WHAT YOU ARE ASKED TO DO: Going down the data below, set down exactly the line with "[0x00, 0x00, 0x33, 0x33, 0x33, 0x1E, 0x0C, 0x00], //" and each line after it through the line with "[0x18, 0x18, 0x18, 0x00, 0x18, 0x18, 0x18, 0x00], //"; no other lines.
*** Opening MATERIAL PROVIDED ***
//! Built-in 8x8 bitmap font for printable ASCII.
//!
//! Row bytes are stored least significant bit first: bit `col` of
//! `GLYPHS[c][row]` lights pixel (col, row).

pub const GLYPH_SIZE: i32 = 8;

/// Glyph for `ch`; anything outside printable ASCII renders as a space.
pub fn glyph(ch: char) -> &'static [u8; 8] {
    let code = ch as u32;
    let index = if (32..128).contains(&code) {
        (code - 32) as usize
    } else {
        0
    };
    &GLYPHS[index]
}

const GLYPHS: [[u8; 8]; 96] = [
    [0x00, 0x00, 0x00, 0x00, 0x00, 0x00, 0x00, 0x00], // space
    [0x18, 0x3C, 0x3C, 0x18, 0x18, 0x00, 0x18, 0x00], // !
    [0x36, 0x36, 0x00, 0x00, 0x00, 0x00, 0x00, 0x00], // "
    [0x36, 0x36, 0x7F, 0x36, 0x7F, 0x36, 0x36, 0x00], // #
    [0x0C, 0x3E, 0x03, 0x1E, 0x30, 0x1F, 0x0C, 0x00], // $
    [0x00, 0x63, 0x33, 0x18, 0x0C, 0x66, 0x63, 0x00], // %
    [0x1C, 0x36, 0x1C, 0x6E, 0x3B, 0x33, 0x6E, 0x00], // &
    [0x06, 0x06, 0x03, 0x00, 0x00, 0x00, 0x00, 0x00], // '
    [0x18, 0x0C, 0x06, 0x06, 0x06, 0x0C, 0x18, 0x00], // (
    [0x06, 0x0C, 0x18, 0x18, 0x18, 0x0C, 0x06, 0x00], // )
    [0x00, 0x66, 0x3C, 0xFF, 0x3C, 0x66, 0x00, 0x00], // *
    [0x00, 0x0C, 0x0C, 0x3F, 0x0C, 0x0C, 0x00, 0x00], // +
    [0x00, 0x00, 0x00, 0x00, 0x00, 0x0C, 0x0C, 0x06], // ,
    [0x00, 0x00, 0x00, 0x3F, 0x00, 0x00, 0x00, 0x00], // -
    [0x00, 0x00, 0x00, 0x00, 0x00, 0x0C, 0x0C, 0x00], // .
    [0x60, 0x30, 0x18, 0x0C, 0x06, 0x03, 0x01, 0x00], // /
    [0x3E, 0x63, 0x73, 0x7B, 0x6F, 0x67, 0x3E, 0x00], // 0
    [0x0C, 0x0E, 0x0C, 0x0C, 0x0C, 0x0C, 0x3F, 0x00], // 1
    [0x1E, 0x33, 0x30, 0x1C, 0x06, 0x33, 0x3F, 0x00], // 2
    [0x1E, 0x33, 0x30, 0x1C, 0x30, 0x33, 0x1E, 0x00], // 3
    [0x38, 0x3C, 0x36, 0x33, 0x7F, 0x30, 0x78, 0x00], // 4
    [0x3F, 0x03, 0x1F, 0x30, 0x30, 0x33, 0x1E, 0x00], // 5
    [0x1C, 0x06, 0x03, 0x1F, 0x33, 0x33, 0x1E, 0x00], // 6
    [0x3F, 0x33, 0x30, 0x18, 0x0C, 0x0C, 0x0C, 0x00], // 7
    [0x1E, 0x33, 0x33, 0x1E, 0x33, 0x33, 0x1E, 0x00], // 8
    [0x1E, 0x33, 0x33, 0x3E, 0x30, 0x18, 0x0E, 0x00], // 9
    [0x00, 0x0C, 0x0C, 0x00, 0x00, 0x0C, 0x0C, 0x00], // :
    [0x00, 0x0C, 0x0C, 0x00, 0x00, 0x0C, 0x0C, 0x06], // ;
    [0x18, 0x0C, 0x06, 0x03, 0x06, 0x0C, 0x18, 0x00], // <
    [0x00, 0x00, 0x3F, 0x00, 0x00, 0x3F, 0x00, 0x00], // =
    [0x06, 0x0C, 0x18, 0x30, 0x18, 0x0C, 0x06, 0x00], // >
    [0x1E, 0x33, 0x30, 0x18, 0x0C, 0x00, 0x0C, 0x00], // ?
    [0x3E, 0x63, 0x7B, 0x7B, 0x7B, 0x03, 0x1E, 0x00], // @
    [0x0C, 0x1E, 0x33, 0x33, 0x3F, 0x33, 0x33, 0x00], // A
    [0x3F, 0x66, 0x66, 0x3E, 0x66, 0x66, 0x3F, 0x00], // B
    [0x3C, 0x66, 0x03, 0x03, 0x03, 0x66, 0x3C, 0x00], // C
    [0x1F, 0x36, 0x66, 0x66, 0x66, 0x36, 0x1F, 0x00], // D
    [0x7F, 0x46, 0x16, 0x1E, 0x16, 0x46, 0x7F, 0x00], // E
    [0x7F, 0x46, 0x16, 0x1E, 0x16, 0x06, 0x0F, 0x00], // F
    [0x3C, 0x66, 0x03, 0x03, 0x73, 0x66, 0x7C, 0x00], // G
    [0x33, 0x33, 0x33, 0x3F, 0x33, 0x33, 0x33, 0x00], // H
    [0x1E, 0x0C, 0x0C, 0x0C, 0x0C, 0x0C, 0x1E, 0x00], // I
    [0x78, 0x30, 0x30, 0x30, 0x33, 0x33, 0x1E, 0x00], // J
    [0x67, 0x66, 0x36, 0x1E, 0x36, 0x66, 0x67, 0x00], // K
    [0x0F, 0x06, 0x06, 0x06, 0x46, 0x66, 0x7F, 0x00], // L
    [0x63, 0x77, 0x7F, 0x7F, 0x6B, 0x63, 0x63, 0x00], // M
    [0x63, 0x67, 0x6F, 0x7B, 0x73, 0x63, 0x63, 0x00], // N
    [0x1C, 0x36, 0x63, 0x63, 0x63, 0x36, 0x1C, 0x00], // O
    [0x3F, 0x66, 0x66, 0x3E, 0x06, 0x06, 0x0F, 0x00], // P
    [0x1E, 0x33, 0x33, 0x33, 0x3B, 0x1E, 0x38, 0x00], // Q
    [0x3F, 0x66, 0x66, 0x3E, 0x36, 0x66, 0x67, 0x00], // R
    [0x1E, 0x33, 0x07, 0x0E, 0x38, 0x33, 0x1E, 0x00], // S
    [0x3F, 0x2D, 0x0C, 0x0C, 0x0C, 0x0C, 0x1E, 0x00], // T
    [0x33, 0x33, 0x33, 0x33, 0x33, 0x33, 0x3F, 0x00], // U
    [0x33, 0x33, 0x33, 0x33, 0x33, 0x1E, 0x0C, 0x00], // V
    [0x63, 0x63, 0x63, 0x6B, 0x7F, 0x77, 0x63, 0x00], // W
    [0x63, 0x63, 0x36, 0x1C, 0x1C, 0x36, 0x63, 0x00], // X
    [0x33, 0x33, 0x33, 0x1E, 0x0C, 0x0C, 0x1E, 0x00], // Y
    [0x7F, 0x63, 0x31, 0x18, 0x4C, 0x66, 0x7F, 0x00], // Z
    [0x1E, 0x06, 0x06, 0x06, 0x06, 0x06, 0x1E, 0x00], // [
    [0x03, 0x06, 0x0C, 0x18, 0x30, 0x60, 0x40, 0x00], // backslash
    [0x1E, 0x18, 0x18, 0x18, 0x18, 0x18, 0x1E, 0x00], // ]
    [0x08, 0x1C, 0x36, 0x63, 0x00, 0x00, 0x00, 0x00], // ^
    [0x00, 0x00, 0x00, 0x00, 0x00, 0x00, 0x00, 0xFF], // _
    [0x0C, 0x0C, 0x18, 0x00, 0x00, 0x00, 0x00, 0x00], // `
    [0x00, 0x00, 0x1E, 0x30, 0x3E, 0x33, 0x6E, 0x00], // a
    [0x07, 0x06, 0x06, 0x3E, 0x66, 0x66, 0x3B, 0x00], // b
    [0x00, 0x00, 0x1E, 0x33, 0x03, 0x33, 0x1E, 0x00], // c
    [0x38, 0x30, 0x30, 0x3e, 0x33, 0x33, 0x6E, 0x00], // d
    [0x00, 0x00, 0x1E, 0x33, 0x3f, 0x03, 0x1E, 0x00], // e
    [0x1C, 0x36, 0x06, 0x0f, 0x06, 0x06, 0x0F, 0x00], // f
    [0x00, 0x00, 0x6E, 0x33, 0x33, 0x3E, 0x30, 0x1F], // g
    [0x07, 0x06, 0x36, 0x6E, 0x66, 0x66, 0x67, 0x00], // h
    [0x0C, 0x00, 0x0E, 0x0C, 0x0C, 0x0C, 0x1E, 0x00], // i
    [0x30, 0x00, 0x30, 0x30, 0x30, 0x33, 0x33, 0x1E], // j
    [0x07, 0x06, 0x66, 0x36, 0x1E, 0x36, 0x67, 0x00], // k
    [0x0E, 0x0C, 0x0C, 0x0C, 0x0C, 0x0C, 0x1E, 0x00], // l
    [0x00, 0x00, 0x33, 0x7F, 0x7F, 0x6B, 0x63, 0x00], // m
    [0x00, 0x00, 0x1F, 0x33, 0x33, 0x33, 0x33, 0x00], // n
    [0x00, 0x00, 0x1E, 0x33, 0x33, 0x33, 0x1E, 0x00], // o
    [0x00, 0x00, 0x3B, 0x66, 0x66, 0x3E, 0x06, 0x0F], // p
    [0x00, 0x00, 0x6E, 0x33, 0x33, 0x3E, 0x30, 0x78], // q
    [0x00, 0x00, 0x3B, 0x6E, 0x66, 0x06, 0x0F, 0x00], // r
    [0x00, 0x00, 0x3E, 0x03, 0x1E, 0x30, 0x1F, 0x00], // s
    [0x08, 0x0C, 0x3E, 0x0C, 0x0C, 0x2C, 0x18, 0x00], // t
    [0x00, 0x00, 0x33, 0x33, 0x33, 0x33, 0x6E, 0x00], // u
    [0x00, 0x00, 0x33, 0x33, 0x33, 0x1E, 0x0C, 0x00], // v
    [0x00, 0x00, 0x63, 0x6B, 0x7F, 0x7F, 0x36, 0x00], // w
    [0x00, 0x00, 0x63, 0x36, 0x1C, 0x36, 0x63, 0x00], // x
    [0x00, 0x00, 0x33, 0x33, 0x33, 0x3E, 0x30, 0x1F], // y
    [0x00, 0x00, 0x3F, 0x19, 0x0C, 0x26, 0x3F, 0x00], // z
    [0x38, 0x0C, 0x0C, 0x07, 0x0C, 0x0C, 0x38, 0x00], // {
    [0x18, 0x18, 0x18, 0x00, 0x18, 0x18, 0x18, 0x00], // |
    [0x07, 0x0C, 0x0C, 0x38, 0x0C, 0x0C, 0x07, 0x00], // }
    [0x6E, 0x3B, 0x00, 0x00, 0x00, 0x00, 0x00, 0x00], // ~
    [0x00, 0x00, 0x00, 0x00, 0x00, 0x00, 0x00, 0x00], // DEL
];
*** Closing MATERIAL PROVIDED ***
SOLUTION:
    [0x00, 0x00, 0x33, 0x33, 0x33, 0x1E, 0x0C, 0x00], // v
    [0x00, 0x00, 0x63, 0x6B, 0x7F, 0x7F, 0x36, 0x00], // w
    [0x00, 0x00, 0x63, 0x36, 0x1C, 0x36, 0x63, 0x00], // x
    [0x00, 0x00, 0x33, 0x33, 0x33, 0x3E, 0x30, 0x1F], // y
    [0x00, 0x00, 0x3F, 0x19, 0x0C, 0x26, 0x3F, 0x00], // z
    [0x38, 0x0C, 0x0C, 0x07, 0x0C, 0x0C, 0x38, 0x00], // {
    [0x18, 0x18, 0x18, 0x00, 0x18, 0x18, 0x18, 0x00], // |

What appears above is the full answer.